> _Assignment_
Print all records exactly, leaving nothing out.

> _Dataset_

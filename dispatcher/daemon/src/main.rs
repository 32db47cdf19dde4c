//! Dispatcher Daemon - Line-Oriented Model Router
//!
//! Loads configuration, starts one router over the file store and drives it
//! from newline-delimited JSON commands on stdin. Replies and completion
//! events go to stdout; logs go to stderr.
//!
//! # Usage
//!
//! ```bash
//! # Dry run with the echo executor
//! dispatcher-daemon --store ./backends.toml
//!
//! # Real backends through Ollama, one lane per backend
//! dispatcher-daemon --executor ollama --lanes per-backend --timeout-ms 60000
//!
//! # Verbose logging
//! RUST_LOG=debug dispatcher-daemon
//! ```
//!
//! # Signals
//!
//! - `SIGINT`: stop reading commands, drain the queue and exit
//! - `SIGHUP`: reload the backend store

mod protocol;

use std::path::PathBuf;
use std::sync::Arc;
use std::time::Duration;

use anyhow::{Context, Result};
use clap::{Parser, ValueEnum};
use tokio::io::{AsyncBufReadExt, AsyncWriteExt, BufReader};
use tokio::sync::mpsc;
use tracing::{error, info, warn};

use dispatcher_core::{
    load_config_from_path, ConfigOverrides, ConfigStore, CostTierMode, EchoExecutor, Executor,
    FileConfigStore, LaneMode, OllamaExecutor, Router, RouterSettings,
};

/// Dispatcher Daemon - policy-driven model request router
#[derive(Parser, Debug)]
#[command(name = "dispatcher-daemon")]
#[command(author, version, about, long_about = None)]
struct Args {
    /// Configuration file path
    #[arg(short = 'c', long, env = "DISPATCHER_CONFIG", value_name = "FILE")]
    config: Option<PathBuf>,

    /// Backend store path
    #[arg(short = 's', long, value_name = "FILE")]
    store: Option<PathBuf>,

    /// Lane mode (single, per-backend)
    #[arg(long, value_name = "MODE")]
    lanes: Option<LaneMode>,

    /// Execution timeout in milliseconds (0 disables)
    #[arg(long, value_name = "MS")]
    timeout_ms: Option<u64>,

    /// Cost tier mode (advisory, strict)
    #[arg(long, value_name = "MODE")]
    cost_tier_mode: Option<CostTierMode>,

    /// How requests are executed
    #[arg(long, value_enum, default_value_t = ExecutorKind::Echo)]
    executor: ExecutorKind,

    /// Endpoint for backends that do not declare one (ollama executor)
    #[arg(long, value_name = "URL")]
    ollama_endpoint: Option<String>,

    /// Artificial latency added by the echo executor
    #[arg(long, value_name = "MS", default_value_t = 0)]
    simulated_latency_ms: u64,

    /// Log level (trace, debug, info, warn, error)
    #[arg(short = 'l', long, env = "DISPATCHER_LOG_LEVEL", default_value = "info")]
    log_level: String,
}

#[derive(Clone, Copy, Debug, PartialEq, Eq, ValueEnum)]
enum ExecutorKind {
    /// Echo payloads back without calling a model
    Echo,
    /// Call Ollama's generate API
    Ollama,
}

/// Initialize logging on stderr; stdout carries the protocol
fn init_logging(level: &str) {
    let filter = tracing_subscriber::EnvFilter::try_from_default_env().unwrap_or_else(|_| {
        tracing_subscriber::EnvFilter::new(format!(
            "dispatcher_daemon={level},dispatcher_core={level}"
        ))
    });

    tracing_subscriber::fmt()
        .with_env_filter(filter)
        .with_writer(std::io::stderr)
        .with_target(true)
        .init();
}

fn build_executor(args: &Args) -> Result<Arc<dyn Executor>> {
    match args.executor {
        ExecutorKind::Echo => Ok(Arc::new(
            EchoExecutor::new().with_latency(Duration::from_millis(args.simulated_latency_ms)),
        )),
        ExecutorKind::Ollama => {
            let mut executor = OllamaExecutor::new().context("Failed to build HTTP client")?;
            if let Some(endpoint) = &args.ollama_endpoint {
                executor = executor.with_fallback_endpoint(endpoint.clone());
            }
            Ok(Arc::new(executor))
        }
    }
}

fn overrides(args: &Args) -> ConfigOverrides {
    let mut overrides = ConfigOverrides::new();
    if let Some(path) = &args.store {
        overrides = overrides.with_store_path(path.clone());
    }
    if let Some(mode) = args.lanes {
        overrides = overrides.with_lane_mode(mode);
    }
    if let Some(ms) = args.timeout_ms {
        overrides = overrides.with_execution_timeout_ms(ms);
    }
    if let Some(mode) = args.cost_tier_mode {
        overrides = overrides.with_cost_tier_mode(mode);
    }
    overrides
}

/// Reload the store whenever SIGHUP arrives
#[cfg(unix)]
fn spawn_reload_on_hangup(router: Arc<Router>) {
    use tokio::signal::unix::{signal, SignalKind};

    tokio::spawn(async move {
        let mut sighup = match signal(SignalKind::hangup()) {
            Ok(sighup) => sighup,
            Err(e) => {
                warn!(error = %e, "Failed to install SIGHUP handler");
                return;
            }
        };

        while sighup.recv().await.is_some() {
            info!("Received SIGHUP, reloading backend store");
            if let Err(e) = router.reload() {
                error!(error = %e, "Reload failed, keeping current configuration");
            }
        }
    });
}

#[cfg(not(unix))]
fn spawn_reload_on_hangup(_router: Arc<Router>) {}

#[tokio::main]
async fn main() -> Result<()> {
    let args = Args::parse();
    init_logging(&args.log_level);

    info!("Dispatcher daemon starting");
    info!("Version: {}", env!("CARGO_PKG_VERSION"));

    let mut config = load_config_from_path(args.config.clone()).context("Failed to load config")?;
    overrides(&args)
        .apply(&mut config)
        .context("Invalid command-line overrides")?;

    info!(
        source = %config.source(),
        store = ?config.store_path,
        lane_mode = %config.lane_mode,
        "Configuration loaded"
    );

    let store = Arc::new(FileConfigStore::new(config.store_path.clone())) as Arc<dyn ConfigStore>;
    let executor = build_executor(&args)?;
    let router = Arc::new(Router::start(RouterSettings::from(&config), store, executor));

    spawn_reload_on_hangup(Arc::clone(&router));

    // Single writer keeps stdout lines whole
    let (lines_tx, mut lines_rx) = mpsc::unbounded_channel::<String>();
    let writer = tokio::spawn(async move {
        let mut stdout = tokio::io::stdout();
        while let Some(mut line) = lines_rx.recv().await {
            line.push('\n');
            if let Err(e) = stdout.write_all(line.as_bytes()).await {
                error!(error = %e, "Failed to write to stdout");
                break;
            }
            if let Err(e) = stdout.flush().await {
                error!(error = %e, "Failed to flush stdout");
                break;
            }
        }
    });

    let mut commands = BufReader::new(tokio::io::stdin()).lines();
    let ctrl_c = tokio::signal::ctrl_c();
    tokio::pin!(ctrl_c);

    loop {
        tokio::select! {
            line = commands.next_line() => match line {
                Ok(Some(line)) => {
                    if line.trim().is_empty() {
                        continue;
                    }
                    let response = protocol::handle_line(&router, &line, &lines_tx);
                    protocol::emit(&lines_tx, &response);
                }
                Ok(None) => {
                    info!("Input closed");
                    break;
                }
                Err(e) => {
                    error!(error = %e, "Failed to read command");
                    break;
                }
            },
            _ = &mut ctrl_c => {
                info!("Received interrupt, initiating shutdown");
                break;
            }
        }
    }

    router.shutdown().await;
    drop(lines_tx);
    if let Err(e) = writer.await {
        warn!(error = %e, "Output writer ended abnormally");
    }

    info!("Dispatcher daemon stopped cleanly");
    Ok(())
}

> _Answer to the problem_
filename dispatcher/daemon/src/main.rs
repository 32db47cdf19dde4c
//! Dispatcher Daemon - Line-Oriented Model Router
//!
//! Loads configuration, starts one router over the file store and drives it
//! from newline-delimited JSON commands on stdin. Replies and completion
//! events go to stdout; logs go to stderr.
//!
//! # Usage
//!
//! ```bash
//! # Dry run with the echo executor
//! dispatcher-daemon --store ./backends.toml
//!
//! # Real backends through Ollama, one lane per backend
//! dispatcher-daemon --executor ollama --lanes per-backend --timeout-ms 60000
//!
//! # Verbose logging
//! RUST_LOG=debug dispatcher-daemon
//! ```
//!
//! # Signals
//!
//! - `SIGINT`: stop reading commands, drain the queue and exit
//! - `SIGHUP`: reload the backend store

mod protocol;

use std::path::PathBuf;
use std::sync::Arc;
use std::time::Duration;

use anyhow::{Context, Result};
use clap::{Parser, ValueEnum};
use tokio::io::{AsyncBufReadExt, AsyncWriteExt, BufReader};
use tokio::sync::mpsc;
use tracing::{error, info, warn};

use dispatcher_core::{
    load_config_from_path, ConfigOverrides, ConfigStore, CostTierMode, EchoExecutor, Executor,
    FileConfigStore, LaneMode, OllamaExecutor, Router, RouterSettings,
};

/// Dispatcher Daemon - policy-driven model request router
#[derive(Parser, Debug)]
#[command(name = "dispatcher-daemon")]
#[command(author, version, about, long_about = None)]
struct Args {
    /// Configuration file path
    #[arg(short = 'c', long, env = "DISPATCHER_CONFIG", value_name = "FILE")]
    config: Option<PathBuf>,

    /// Backend store path
    #[arg(short = 's', long, value_name = "FILE")]
    store: Option<PathBuf>,

    /// Lane mode (single, per-backend)
    #[arg(long, value_name = "MODE")]
    lanes: Option<LaneMode>,

    /// Execution timeout in milliseconds (0 disables)
    #[arg(long, value_name = "MS")]
    timeout_ms: Option<u64>,

    /// Cost tier mode (advisory, strict)
    #[arg(long, value_name = "MODE")]
    cost_tier_mode: Option<CostTierMode>,

    /// How requests are executed
    #[arg(long, value_enum, default_value_t = ExecutorKind::Echo)]
    executor: ExecutorKind,

    /// Endpoint for backends that do not declare one (ollama executor)
    #[arg(long, value_name = "URL")]
    ollama_endpoint: Option<String>,

    /// Artificial latency added by the echo executor
    #[arg(long, value_name = "MS", default_value_t = 0)]
    simulated_latency_ms: u64,

    /// Log level (trace, debug, info, warn, error)
    #[arg(short = 'l', long, env = "DISPATCHER_LOG_LEVEL", default_value = "info")]
    log_level: String,
}

#[derive(Clone, Copy, Debug, PartialEq, Eq, ValueEnum)]
enum ExecutorKind {
    /// Echo payloads back without calling a model
    Echo,
    /// Call Ollama's generate API
    Ollama,
}

/// Initialize logging on stderr; stdout carries the protocol
fn init_logging(level: &str) {
    let filter = tracing_subscriber::EnvFilter::try_from_default_env().unwrap_or_else(|_| {
        tracing_subscriber::EnvFilter::new(format!(
            "dispatcher_daemon={level},dispatcher_core={level}"
        ))
    });

    tracing_subscriber::fmt()
        .with_env_filter(filter)
        .with_writer(std::io::stderr)
        .with_target(true)
        .init();
}

fn build_executor(args: &Args) -> Result<Arc<dyn Executor>> {
    match args.executor {
        ExecutorKind::Echo => Ok(Arc::new(
            EchoExecutor::new().with_latency(Duration::from_millis(args.simulated_latency_ms)),
        )),
        ExecutorKind::Ollama => {
            let mut executor = OllamaExecutor::new().context("Failed to build HTTP client")?;
            if let Some(endpoint) = &args.ollama_endpoint {
                executor = executor.with_fallback_endpoint(endpoint.clone());
            }
            Ok(Arc::new(executor))
        }
    }
}

fn overrides(args: &Args) -> ConfigOverrides {
    let mut overrides = ConfigOverrides::new();
    if let Some(path) = &args.store {
        overrides = overrides.with_store_path(path.clone());
    }
    if let Some(mode) = args.lanes {
        overrides = overrides.with_lane_mode(mode);
    }
    if let Some(ms) = args.timeout_ms {
        overrides = overrides.with_execution_timeout_ms(ms);
    }
    if let Some(mode) = args.cost_tier_mode {
        overrides = overrides.with_cost_tier_mode(mode);
    }
    overrides
}

/// Reload the store whenever SIGHUP arrives
#[cfg(unix)]
fn spawn_reload_on_hangup(router: Arc<Router>) {
    use tokio::signal::unix::{signal, SignalKind};

    tokio::spawn(async move {
        let mut sighup = match signal(SignalKind::hangup()) {
            Ok(sighup) => sighup,
            Err(e) => {
                warn!(error = %e, "Failed to install SIGHUP handler");
                return;
            }
        };

        while sighup.recv().await.is_some() {
            info!("Received SIGHUP, reloading backend store");
            if let Err(e) = router.reload() {
                error!(error = %e, "Reload failed, keeping current configuration");
            }
        }
    });
}

#[cfg(not(unix))]
fn spawn_reload_on_hangup(_router: Arc<Router>) {}

#[tokio::main]
async fn main() -> Result<()> {
    let args = Args::parse();
    init_logging(&args.log_level);

    info!("Dispatcher daemon starting");
    info!("Version: {}", env!("CARGO_PKG_VERSION"));

    let mut config = load_config_from_path(args.config.clone()).context("Failed to load config")?;
    overrides(&args)
        .apply(&mut config)
        .context("Invalid command-line overrides")?;

    info!(
        source = %config.source(),
        store = ?config.store_path,
        lane_mode = %config.lane_mode,
        "Configuration loaded"
    );

    let store = Arc::new(FileConfigStore::new(config.store_path.clone())) as Arc<dyn ConfigStore>;
    let executor = build_executor(&args)?;
    let router = Arc::new(Router::start(RouterSettings::from(&config), store, executor));

    spawn_reload_on_hangup(Arc::clone(&router));

    // Single writer keeps stdout lines whole
    let (lines_tx, mut lines_rx) = mpsc::unbounded_channel::<String>();
    let writer = tokio::spawn(async move {
        let mut stdout = tokio::io::stdout();
        while let Some(mut line) = lines_rx.recv().await {
            line.push('\n');
            if let Err(e) = stdout.write_all(line.as_bytes()).await {
                error!(error = %e, "Failed to write to stdout");
                break;
            }
            if let Err(e) = stdout.flush().await {
                error!(error = %e, "Failed to flush stdout");
                break;
            }
        }
    });

    let mut commands = BufReader::new(tokio::io::stdin()).lines();
    let ctrl_c = tokio::signal::ctrl_c();
    tokio::pin!(ctrl_c);

    loop {
        tokio::select! {
            line = commands.next_line() => match line {
                Ok(Some(line)) => {
                    if line.trim().is_empty() {
                        continue;
                    }
                    let response = protocol::handle_line(&router, &line, &lines_tx);
                    protocol::emit(&lines_tx, &response);
                }
                Ok(None) => {
                    info!("Input closed");
                    break;
                }
                Err(e) => {
                    error!(error = %e, "Failed to read command");
                    break;
                }
            },
            _ = &mut ctrl_c => {
                info!("Received interrupt, initiating shutdown");
                break;
            }
        }
    }

    router.shutdown().await;
    drop(lines_tx);
    if let Err(e) = writer.await {
        warn!(error = %e, "Output writer ended abnormally");
    }

    info!("Dispatcher daemon stopped cleanly");
    Ok(())
}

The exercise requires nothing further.